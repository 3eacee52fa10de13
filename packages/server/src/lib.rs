#![cfg_attr(feature = "fail-on-warnings", deny(warnings))]
#![warn(clippy::all, clippy::pedantic, clippy::nursery, clippy::cargo)]
#![allow(clippy::multiple_crate_versions, clippy::cargo_common_metadata)]

//! Actix-Web API server for the crash map application.
//!
//! Serves filtered collision statistics, filter options, keyword search and
//! a raw data preview from a dataset that is loaded on first use and shared
//! by every request. The dataset comes either from a CSV file (optionally
//! downloaded once) or from a `DuckDB` table built by the import tool.

pub mod config;
mod handlers;

use actix_cors::Cors;
use actix_web::{App, HttpServer, middleware, web};
use crash_map_dataset::{Backend, Dataset};

pub use config::{ConfigError, ServerConfig};
pub use handlers::ApiError;

/// Shared application state.
pub struct AppState {
    /// Lazily loaded collision dataset.
    pub dataset: Dataset,
}

/// Errors that stop the server from starting.
#[derive(Debug, thiserror::Error)]
pub enum ServerError {
    /// An environment variable holds an invalid value.
    #[error(transparent)]
    Config(#[from] ConfigError),
    /// Binding or serving failed.
    #[error(transparent)]
    Io(#[from] std::io::Error),
}

/// Registers the `/api` routes. Malformed JSON bodies are answered with
/// the same `{"error": ...}` body as every other failure.
pub fn configure(cfg: &mut web::ServiceConfig) {
    cfg.service(
        web::scope("/api")
            .app_data(
                web::JsonConfig::default().error_handler(|e, _req| ApiError::from(e).into()),
            )
            .route("/health", web::get().to(handlers::health))
            .route("/filters", web::get().to(handlers::filters))
            .route("/stats", web::post().to(handlers::stats))
            .route("/search", web::post().to(handlers::search))
            .route("/data", web::get().to(handlers::data)),
    );
}

/// Starts the crash map API server.
///
/// Reads [`ServerConfig`] from the environment and serves the API until
/// the server stops. The dataset is not loaded here; the first request
/// that needs it triggers the load. The caller provides the async runtime
/// (e.g. via `#[actix_web::main]`).
///
/// # Errors
///
/// * If the configuration is invalid
/// * If the HTTP server fails to bind or encounters a runtime error
#[allow(clippy::future_not_send)]
pub async fn run_server() -> Result<(), ServerError> {
    pretty_env_logger::init_custom_env("RUST_LOG");

    let config = ServerConfig::from_env()?;
    log::info!("Dataset backend: {}", config.backend);
    match config.backend {
        Backend::Csv => {
            log::info!("CSV file: {}", config.csv_file.display());
        }
        Backend::DuckDb => {
            log::info!(
                "DuckDB: {} (table {}, {} connections)",
                config.duckdb.path.display(),
                config.duckdb.table,
                config.duckdb.pool_size
            );
        }
    }

    let state = web::Data::new(AppState {
        dataset: config.dataset(),
    });

    log::info!("Starting server on {}:{}", config.bind_addr, config.port);

    HttpServer::new(move || {
        let cors = Cors::permissive();

        App::new()
            .wrap(cors)
            .wrap(middleware::Logger::default())
            .app_data(state.clone())
            .configure(configure)
    })
    .bind((config.bind_addr.as_str(), config.port))?
    .run()
    .await?;

    Ok(())
}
- - -
#### [TASK STATEMENT]
Restate the data above exactly, keeping each word as it stands.

#### [FINISHED TASK]
repository 3eacee52fa10de13
filename packages/server/src/lib.rs
#![cfg_attr(feature = "fail-on-warnings", deny(warnings))]
#![warn(clippy::all, clippy::pedantic, clippy::nursery, clippy::cargo)]
#![allow(clippy::multiple_crate_versions, clippy::cargo_common_metadata)]

//! Actix-Web API server for the crash map application.
//!
//! Serves filtered collision statistics, filter options, keyword search and
//! a raw data preview from a dataset that is loaded on first use and shared
//! by every request. The dataset comes either from a CSV file (optionally
//! downloaded once) or from a `DuckDB` table built by the import tool.

pub mod config;
mod handlers;

use actix_cors::Cors;
use actix_web::{App, HttpServer, middleware, web};
use crash_map_dataset::{Backend, Dataset};

pub use config::{ConfigError, ServerConfig};
pub use handlers::ApiError;

/// Shared application state.
pub struct AppState {
    /// Lazily loaded collision dataset.
    pub dataset: Dataset,
}

/// Errors that stop the server from starting.
#[derive(Debug, thiserror::Error)]
pub enum ServerError {
    /// An environment variable holds an invalid value.
    #[error(transparent)]
    Config(#[from] ConfigError),
    /// Binding or serving failed.
    #[error(transparent)]
    Io(#[from] std::io::Error),
}

/// Registers the `/api` routes. Malformed JSON bodies are answered with
/// the same `{"error": ...}` body as every other failure.
pub fn configure(cfg: &mut web::ServiceConfig) {
    cfg.service(
        web::scope("/api")
            .app_data(
                web::JsonConfig::default().error_handler(|e, _req| ApiError::from(e).into()),
            )
            .route("/health", web::get().to(handlers::health))
            .route("/filters", web::get().to(handlers::filters))
            .route("/stats", web::post().to(handlers::stats))
            .route("/search", web::post().to(handlers::search))
            .route("/data", web::get().to(handlers::data)),
    );
}

/// Starts the crash map API server.
///
/// Reads [`ServerConfig`] from the environment and serves the API until
/// the server stops. The dataset is not loaded here; the first request
/// that needs it triggers the load. The caller provides the async runtime
/// (e.g. via `#[actix_web::main]`).
///
/// # Errors
///
/// * If the configuration is invalid
/// * If the HTTP server fails to bind or encounters a runtime error
#[allow(clippy::future_not_send)]
pub async fn run_server() -> Result<(), ServerError> {
    pretty_env_logger::init_custom_env("RUST_LOG");

    let config = ServerConfig::from_env()?;
    log::info!("Dataset backend: {}", config.backend);
    match config.backend {
        Backend::Csv => {
            log::info!("CSV file: {}", config.csv_file.display());
        }
        Backend::DuckDb => {
            log::info!(
                "DuckDB: {} (table {}, {} connections)",
                config.duckdb.path.display(),
                config.duckdb.table,
                config.duckdb.pool_size
            );
        }
    }

    let state = web::Data::new(AppState {
        dataset: config.dataset(),
    });

    log::info!("Starting server on {}:{}", config.bind_addr, config.port);

    HttpServer::new(move || {
        let cors = Cors::permissive();

        App::new()
            .wrap(cors)
            .wrap(middleware::Logger::default())
            .app_data(state.clone())
            .configure(configure)
    })
    .bind((config.bind_addr.as_str(), config.port))?
    .run()
    .await?;

    Ok(())
}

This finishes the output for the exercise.